Saluteremo il signor padrone, il libro è uscito di recente per le Edizioni Buendia e l’autore, Stefano Valerio, è un pugliese che vive da anni Torino e che ha studiato a Bologna. Le due città le ritroviamo nel testo e ne costruiscono ineludibilmente gli scenari di fondo: Torino e la sua memoria di città operaia in declino, e Bologna la dotta, vivace e ricca di stimoli culturali e politici. Il titolo è ripreso da una vecchia canzone di risaia presente nel repertorio di diversi autori «impegnati» degli anni Settanta e ci riaggancia da subito ad un tema che infervorava parecchio le discussioni in quegli anni, quello del rifiuto del lavoro, un rifiuto motivato dalla logica disumana e sfiancante dello sfruttamento padronale. Il padrone della canzone è ancora quello dalle «belle braghe bianche» che non vuole sganciare il giusto compenso ai suoi lavoratori, e l’operaio è quello abbrutito e malvessato dalle condizioni di lavoro della società industriale novecentesca. Nel libro di Valerio lo scenario è più frammentato e complesso di quello tutto sommato rassicurante, perché noto, della canzone, e ripropone, attualizzandolo, il tema del rifiuto del lavoro ai giorni nostri. A fianco di Lino, vecchio operaio di cipputiana memoria, che sogna la pensione come catartico momento liberatorio, incontriamo sua moglie Betti, casalinga esperta, Amir, giunto da poco dall’Egitto che alterna lavori di raccolta, precari e malpagati, a mansioni altrettanto aleatorie e vessatorie come le consegne di merce fatte con la bici a qualsiasi ora e con qualsiasi tempo, sempre accompagnato dall’ingombrante, colorato e segnaletico fardello targato Glovo. Altri protagonisti della storia sono Fara e Steno, giovane coppia che si presenta all’appello con tutta la precarietà e le esigenze che caratterizzano questa generazione. Il loro piccolo spaccato sociale è strettamente segnato dalla mancanza di tempo. Tempo da usare per loro, quello che vorrebbero avere per poter stare e crescere insieme, realizzare le loro vite e le loro aspettative, non solo economiche, soprattutto ora che la famiglia si è arricchita di una persona di cui prendersi cura, il piccolo Arturo. Protagonista secondario, ma non meno importante, Faruk, cugino di Amir, ingegnere rampante e abilissimo nel risolvere problemi di gestione industriale del mondo globalizzato, e poi ancora imprenditori e leader politici e sindacali, generali ansiosi di mettersi al servizio dei poteri «forti» e golpisti.

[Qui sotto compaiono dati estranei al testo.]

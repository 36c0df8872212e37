//! Security context capability: the active privileged identity for the
//! process, plus the built-in inert default.
//!
//! Exactly one context is active at any time. Before any explicit context
//! is installed, and again after `uninstall`, the active context is
//! [`NoOpSecurityContext`] — "no security enabled".

use std::sync::Arc;

use crate::config::SecurityConfiguration;
use crate::error::ContextError;

/// A closure executed under a security context's identity.
pub type SecuredAction<'a> = &'a mut dyn FnMut() -> anyhow::Result<()>;

/// The active privileged identity of the process.
pub trait SecurityContext: Send + Sync {
    /// Identity label used in logs (`"none"` for the no-op context).
    fn identity(&self) -> &str;

    /// Runs `action` with this context's credentials ambient in the process.
    fn run_secured(&self, action: SecuredAction<'_>) -> anyhow::Result<()>;
}

/// A named constructor for security contexts.
pub trait SecurityContextFactory: Send + Sync {
    /// Identifier this factory is registered under and resolved by.
    fn id(&self) -> &str;

    /// Whether a context from this factory can work under `config`.
    ///
    /// Pure predicate: evaluated before [`create`](Self::create) and must
    /// not mutate ambient state.
    fn is_compatible(&self, config: &SecurityConfiguration) -> bool;

    /// Constructs the context. May block on external I/O (reading credential
    /// material, contacting an authentication service).
    fn create(
        &self,
        config: &SecurityConfiguration,
    ) -> Result<Arc<dyn SecurityContext>, ContextError>;
}

/// Identifier of the built-in no-op context factory.
pub const NOOP_CONTEXT_FACTORY_ID: &str = "noop";

/// The inert default context: actions run without any privileged identity.
#[derive(Debug, Default)]
pub struct NoOpSecurityContext;

impl SecurityContext for NoOpSecurityContext {
    fn identity(&self) -> &str {
        "none"
    }

    fn run_secured(&self, action: SecuredAction<'_>) -> anyhow::Result<()> {
        action()
    }
}

/// Factory for [`NoOpSecurityContext`]: compatible with every configuration
/// and never fails to construct, so it is a safe terminal candidate.
#[derive(Debug, Default)]
pub struct NoOpSecurityContextFactory;

impl SecurityContextFactory for NoOpSecurityContextFactory {
    fn id(&self) -> &str {
        NOOP_CONTEXT_FACTORY_ID
    }

    fn is_compatible(&self, _config: &SecurityConfiguration) -> bool {
        true
    }

    fn create(
        &self,
        _config: &SecurityConfiguration,
    ) -> Result<Arc<dyn SecurityContext>, ContextError> {
        Ok(Arc::new(NoOpSecurityContext))
    }
}
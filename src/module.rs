//! Security module capability: installable units that configure ambient
//! authentication material (credentials, login configuration, tickets).
//!
//! Modules are produced by a [`SecurityModuleFactory`] resolved through the
//! factory registry, then driven through an install/uninstall lifecycle by
//! the [`SecurityEnvironment`](crate::environment::SecurityEnvironment).

use crate::config::SecurityConfiguration;
use crate::error::ModuleError;

/// An installable security capability.
///
/// A module object only exists after successful construction; `install`
/// transitions it into the process environment and `uninstall` reverts it.
/// Whatever ambient state a module mutates (files, environment variables,
/// in-memory caches) is owned by the module and must be released by its
/// own `uninstall`.
pub trait SecurityModule: Send + Sync {
    /// Short identifier used to attribute log messages to this module.
    fn name(&self) -> &str;

    /// Applies this module's changes to the ambient process environment.
    ///
    /// May block on external I/O. A failure here is fatal for the whole
    /// provisioning sequence.
    fn install(&mut self) -> Result<(), ModuleError>;

    /// Reverts the changes made by [`install`](Self::install).
    ///
    /// Returning [`ModuleError::UninstallUnsupported`] is equivalent to a
    /// successful no-op. Any other error is logged by the teardown sequence
    /// and swallowed; it never aborts teardown.
    fn uninstall(&mut self) -> Result<(), ModuleError>;
}

/// Outcome of asking a factory for a module under a given configuration.
pub enum ModuleCreation {
    /// The factory produced a module ready to be installed.
    Module(Box<dyn SecurityModule>),
    /// The module does not apply in the current runtime. Skipped silently,
    /// never treated as a failure.
    NotApplicable,
}

impl std::fmt::Debug for ModuleCreation {
    fn fmt(&self, f: &mut std::fmt::Formatter<'_>) -> std::fmt::Result {
        match self {
            ModuleCreation::Module(module) => {
                f.debug_tuple("Module").field(&module.name()).finish()
            }
            ModuleCreation::NotApplicable => f.write_str("NotApplicable"),
        }
    }
}

/// A named constructor for security modules.
pub trait SecurityModuleFactory: Send + Sync {
    /// Identifier this factory is registered under and resolved by.
    fn id(&self) -> &str;

    /// Constructs a module for the given configuration, or reports that the
    /// module is not applicable in the current runtime.
    fn create(&self, config: &SecurityConfiguration) -> Result<ModuleCreation, ModuleError>;
}
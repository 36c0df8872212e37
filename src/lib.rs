//! # secboot — process-wide security provisioning
//!
//! `secboot` installs a set of pluggable security *modules* (units that
//! configure ambient authentication material: credentials, login
//! configuration, tickets) and then selects exactly one active security
//! *context* (the privileged identity the process runs under), driven by
//! declarative, ordered configuration:
//!
//! - **Modules** install in declared order; a module that does not apply
//!   in the current runtime is skipped, and any real failure aborts the
//!   whole sequence with no rollback.
//! - **Contexts** are candidates tried in priority order; the first one
//!   that is compatible and constructs successfully wins, and the
//!   built-in no-op context ("no security enabled") is always active
//!   until something better is installed.
//! - **Factories** for both are resolved by exact string identifier from
//!   an explicit [`SecurityFactoryRegistry`] populated at startup.
//!
//! # Quick Start
//!
//! ```rust
//! use secboot::{
//!     SecurityConfiguration, SecurityContext, SecurityEnvironment, SecurityFactoryRegistry,
//! };
//!
//! let registry = SecurityFactoryRegistry::with_defaults();
//! let config = SecurityConfiguration::builder()
//!     .context_factory("noop")
//!     .build()
//!     .unwrap();
//!
//! let mut env = SecurityEnvironment::new();
//! env.install(&registry, &config).unwrap();
//! assert_eq!(env.active_context().identity(), "none");
//!
//! env.uninstall();
//! ```
//!
//! Provisioning is a single-threaded bootstrap/shutdown affair: all
//! operations are synchronous and may block on external I/O, and the
//! environment carries no internal synchronization.

pub mod config;
pub mod context;
pub mod environment;
pub mod error;
pub mod module;
pub mod registry;

pub use crate::config::{
    parse_config, ConfigFormat, SecurityConfiguration, SecurityConfigurationBuilder,
};
pub use crate::context::{
    NoOpSecurityContext, NoOpSecurityContextFactory, SecuredAction, SecurityContext,
    SecurityContextFactory, NOOP_CONTEXT_FACTORY_ID,
};
pub use crate::environment::SecurityEnvironment;
pub use crate::error::{ContextError, ModuleError, SecurityError, SecurityResult};
pub use crate::module::{ModuleCreation, SecurityModule, SecurityModuleFactory};
pub use crate::registry::SecurityFactoryRegistry;
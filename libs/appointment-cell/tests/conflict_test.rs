// libs/appointment-cell/tests/conflict_test.rs

use appointment_cell::services::conflict::{find_slot_holder, has_prior_appointment, is_slot_taken};
use shared_models::AppointmentStatus;
use shared_utils::test_utils::{date, time, TestRows};

const DOCTOR: i64 = 3;
const PATIENT: i64 = 11;

#[test]
fn exact_match_takes_the_slot() {
    let existing = vec![TestRows::appointment(
        1,
        PATIENT,
        DOCTOR,
        date(2024, 6, 10),
        time(10, 0),
        AppointmentStatus::Scheduled,
    )];

    assert!(is_slot_taken(DOCTOR, date(2024, 6, 10), time(10, 0), &existing));
    assert_eq!(
        find_slot_holder(DOCTOR, date(2024, 6, 10), time(10, 0), &existing).map(|a| a.id),
        Some(1)
    );
}

#[test]
fn no_duration_is_modelled() {
    let existing = vec![TestRows::appointment(
        1,
        PATIENT,
        DOCTOR,
        date(2024, 6, 10),
        time(10, 0),
        AppointmentStatus::Scheduled,
    )];

    assert!(!is_slot_taken(DOCTOR, date(2024, 6, 10), time(10, 30), &existing));
    assert!(!is_slot_taken(DOCTOR, date(2024, 6, 10), time(10, 1), &existing));
}

#[test]
fn different_doctor_or_date_does_not_match() {
    let existing = vec![TestRows::appointment(
        1,
        PATIENT,
        DOCTOR,
        date(2024, 6, 10),
        time(10, 0),
        AppointmentStatus::Scheduled,
    )];

    assert!(!is_slot_taken(DOCTOR + 1, date(2024, 6, 10), time(10, 0), &existing));
    assert!(!is_slot_taken(DOCTOR, date(2024, 6, 11), time(10, 0), &existing));
}

#[test]
fn only_scheduled_appointments_block() {
    for status in [
        AppointmentStatus::Cancelled,
        AppointmentStatus::Completed,
        AppointmentStatus::NoShow,
    ] {
        let existing = vec![TestRows::appointment(
            1,
            PATIENT,
            DOCTOR,
            date(2024, 6, 10),
            time(10, 0),
            status,
        )];
        assert!(
            !is_slot_taken(DOCTOR, date(2024, 6, 10), time(10, 0), &existing),
            "{} should not block",
            status
        );
    }
}

#[test]
fn cancelling_frees_the_slot() {
    let mut existing = vec![TestRows::appointment(
        1,
        PATIENT,
        DOCTOR,
        date(2024, 6, 10),
        time(10, 0),
        AppointmentStatus::Scheduled,
    )];
    assert!(is_slot_taken(DOCTOR, date(2024, 6, 10), time(10, 0), &existing));

    existing[0].status = AppointmentStatus::Cancelled;
    assert!(!is_slot_taken(DOCTOR, date(2024, 6, 10), time(10, 0), &existing));
}

#[test]
fn holder_is_found_among_cancelled_rebookings() {
    let existing = vec![
        TestRows::appointment(1, PATIENT, DOCTOR, date(2024, 6, 10), time(10, 0), AppointmentStatus::Cancelled),
        TestRows::appointment(2, PATIENT + 1, DOCTOR, date(2024, 6, 10), time(10, 0), AppointmentStatus::Scheduled),
    ];

    assert_eq!(
        find_slot_holder(DOCTOR, date(2024, 6, 10), time(10, 0), &existing).map(|a| a.id),
        Some(2)
    );
}

#[test]
fn prior_appointment_is_same_patient_doctor_and_date() {
    let existing = vec![TestRows::appointment(
        1,
        PATIENT,
        DOCTOR,
        date(2024, 6, 10),
        time(9, 0),
        AppointmentStatus::Scheduled,
    )];

    assert!(has_prior_appointment(PATIENT, DOCTOR, date(2024, 6, 10), &existing));
    assert!(!has_prior_appointment(PATIENT, DOCTOR, date(2024, 6, 11), &existing));
    assert!(!has_prior_appointment(PATIENT + 1, DOCTOR, date(2024, 6, 10), &existing));
    assert!(!has_prior_appointment(PATIENT, DOCTOR + 1, date(2024, 6, 10), &existing));
}

#[test]
fn cancelled_prior_appointment_does_not_count() {
    let existing = vec![TestRows::appointment(
        1,
        PATIENT,
        DOCTOR,
        date(2024, 6, 10),
        time(9, 0),
        AppointmentStatus::Cancelled,
    )];

    assert!(!has_prior_appointment(PATIENT, DOCTOR, date(2024, 6, 10), &existing));
}
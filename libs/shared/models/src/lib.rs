pub mod error;
pub mod scheduling;

pub use error::AppError;
pub use scheduling::*;
// libs/doctor-cell/src/services/availability.rs

use chrono::{NaiveDate, NaiveTime};
use std::sync::Arc;
use tracing::{debug, info, warn};

use shared_config::{AppConfig, SchedulingRules};
use shared_database::{NewAvailabilityWindow, SchedulingStore};
use shared_models::{AppError, AvailabilityWindow, DayOfWeek};

use crate::models::{AvailabilityError, CreateAvailabilityRequest, UpdateAvailabilityRequest};
use crate::services::overlap::{find_conflicts, validate_window};

pub struct AvailabilityService<S: SchedulingStore> {
    store: Arc<S>,
    rules: SchedulingRules,
}

impl<S: SchedulingStore> AvailabilityService<S> {
    pub fn new(store: Arc<S>, config: &AppConfig) -> Self {
        Self::with_rules(store, config.scheduling.clone())
    }

    pub fn with_rules(store: Arc<S>, rules: SchedulingRules) -> Self {
        Self { store, rules }
    }

    /// Create availability schedule for a doctor
    pub async fn create_availability(
        &self,
        doctor_id: i64,
        request: CreateAvailabilityRequest,
    ) -> Result<AvailabilityWindow, AvailabilityError> {
        debug!("Creating availability for doctor {} on {}", doctor_id, request.day_of_week);

        validate_window(request.start_time, request.end_time)?;

        let existing = self.store.list_availability_windows(doctor_id).await?;
        self.check_availability_conflicts(
            doctor_id,
            request.day_of_week,
            request.start_time,
            request.end_time,
            None,
            &existing,
        )?;

        let window = self
            .store
            .insert_availability_window(NewAvailabilityWindow {
                doctor_id,
                day_of_week: request.day_of_week,
                start_time: request.start_time,
                end_time: request.end_time,
                active: request.active.unwrap_or(true),
            })
            .await?;

        info!("Availability {} created for doctor {}", window.id, doctor_id);
        Ok(window)
    }

    /// Update availability schedule
    pub async fn update_availability(
        &self,
        window_id: i64,
        request: UpdateAvailabilityRequest,
    ) -> Result<AvailabilityWindow, AvailabilityError> {
        debug!("Updating availability: {}", window_id);

        let current = self
            .store
            .get_availability_window(window_id)
            .await?
            .ok_or(AvailabilityError::NotFound(window_id))?;

        let updated = request.merge_into(&current);
        validate_window(updated.start_time, updated.end_time)?;

        let existing = self.store.list_availability_windows(current.doctor_id).await?;
        self.check_availability_conflicts(
            updated.doctor_id,
            updated.day_of_week,
            updated.start_time,
            updated.end_time,
            Some(window_id),
            &existing,
        )?;

        let saved = self
            .store
            .update_availability_window(updated)
            .await
            .map_err(|e| not_found_or(e, window_id))?;

        info!("Availability {} updated", window_id);
        Ok(saved)
    }

    pub async fn delete_availability(&self, window_id: i64) -> Result<(), AvailabilityError> {
        debug!("Deleting availability: {}", window_id);

        self.store
            .delete_availability_window(window_id)
            .await
            .map_err(|e| not_found_or(e, window_id))?;

        info!("Availability {} deleted", window_id);
        Ok(())
    }

    /// Get doctor's availability schedules, ordered by weekday then start time
    pub async fn get_doctor_availability(
        &self,
        doctor_id: i64,
    ) -> Result<Vec<AvailabilityWindow>, AvailabilityError> {
        debug!("Fetching availability for doctor: {}", doctor_id);

        let mut windows = self.store.list_availability_windows(doctor_id).await?;
        windows.sort_by_key(|w| (w.day_of_week, w.start_time, w.id));
        Ok(windows)
    }

    /// Whether an active window on the date's weekday contains `time`
    pub async fn covers(
        &self,
        doctor_id: i64,
        date: NaiveDate,
        time: NaiveTime,
    ) -> Result<bool, AvailabilityError> {
        let day = DayOfWeek::of(date);
        let windows = self.store.list_availability_windows(doctor_id).await?;

        let covered = windows
            .iter()
            .any(|w| w.active && w.day_of_week == day && w.contains(time));

        debug!("Doctor {} availability on {} {} {}: {}", doctor_id, day, date, time, covered);
        Ok(covered)
    }

    fn check_availability_conflicts(
        &self,
        doctor_id: i64,
        day: DayOfWeek,
        start: NaiveTime,
        end: NaiveTime,
        exclude_id: Option<i64>,
        existing: &[AvailabilityWindow],
    ) -> Result<(), AvailabilityError> {
        let conflicts = find_conflicts(doctor_id, day, start, end, exclude_id, existing);
        if !conflicts.is_empty() {
            warn!(
                "Availability {}-{} on {} for doctor {} overlaps windows {:?}",
                start,
                end,
                day,
                doctor_id,
                conflicts.iter().map(|w| w.id).collect::<Vec<_>>()
            );
            return Err(AvailabilityError::SchedulingConflict { conflicts });
        }

        if self.rules.single_window_per_day {
            let day_taken = existing
                .iter()
                .any(|w| w.doctor_id == doctor_id && w.day_of_week == day && Some(w.id) != exclude_id);
            if day_taken {
                warn!("Doctor {} already has a window on {}", doctor_id, day);
                return Err(AvailabilityError::DayAlreadyCovered(day));
            }
        }

        Ok(())
    }
}

fn not_found_or(err: AppError, window_id: i64) -> AvailabilityError {
    if err.is_not_found() {
        AvailabilityError::NotFound(window_id)
    } else {
        err.into()
    }
}
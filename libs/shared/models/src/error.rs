use thiserror::Error;

/// Errors raised by the persistence collaborator.
///
/// `Conflict` is reserved for storage-level uniqueness violations, which is the
/// race-safe guard behind the scheduling pre-checks.
#[derive(Error, Debug, Clone, PartialEq)]
pub enum AppError {
    #[error("Not Found: {0}")]
    NotFound(String),

    #[error("Conflict: {0}")]
    Conflict(String),

    #[error("Database error: {0}")]
    Database(String),

    #[error("Internal Server Error: {0}")]
    Internal(String),
}

impl AppError {
    pub fn is_conflict(&self) -> bool {
        matches!(self, AppError::Conflict(_))
    }

    pub fn is_not_found(&self) -> bool {
        matches!(self, AppError::NotFound(_))
    }
}
pub mod booking;
pub mod conflict;
pub mod lifecycle;

pub use booking::AppointmentBookingService;
pub use conflict::{find_slot_holder, has_prior_appointment, is_slot_taken};
pub use lifecycle::AppointmentLifecycleService;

Il sottotitolo, «Favola sociale», ci fa immaginare una lettura lieve e spensierata con una rosea conclusione finale. In realtà i temi trattati nel racconto sono impegnativi, attuali e complessi anche se vengono proposti in maniera leggera e un po’ surreale, «favolistica», appunto, ma, soprattutto, le argomentazioni usate sono puntuali, chiare, documentate: si va dal lavoro precario alla frammentazione sociale; dal lavoro delle donne, diviso (o forse moltiplicato) fra le esigenze economiche e quelle di cura della famiglia, all’insoddisfazione di vivere in una società che continua a mettere il centro dell’attenzione sul profitto a qualsiasi costo piuttosto che sulla persona. Si delineano, infine, esigenze che in queste ultime generazioni, quelle contraddistinte significativamente con le ultime lettere dell’alfabeto, sono diventate prioritarie e irrinunciabili, come quella di realizzarsi anche attraverso il lavoro e di trovare per il lavoro svolto, e che occupa buona parte dell’esistenza, un compenso adeguato, che non si esaurisce nel compenso monetario.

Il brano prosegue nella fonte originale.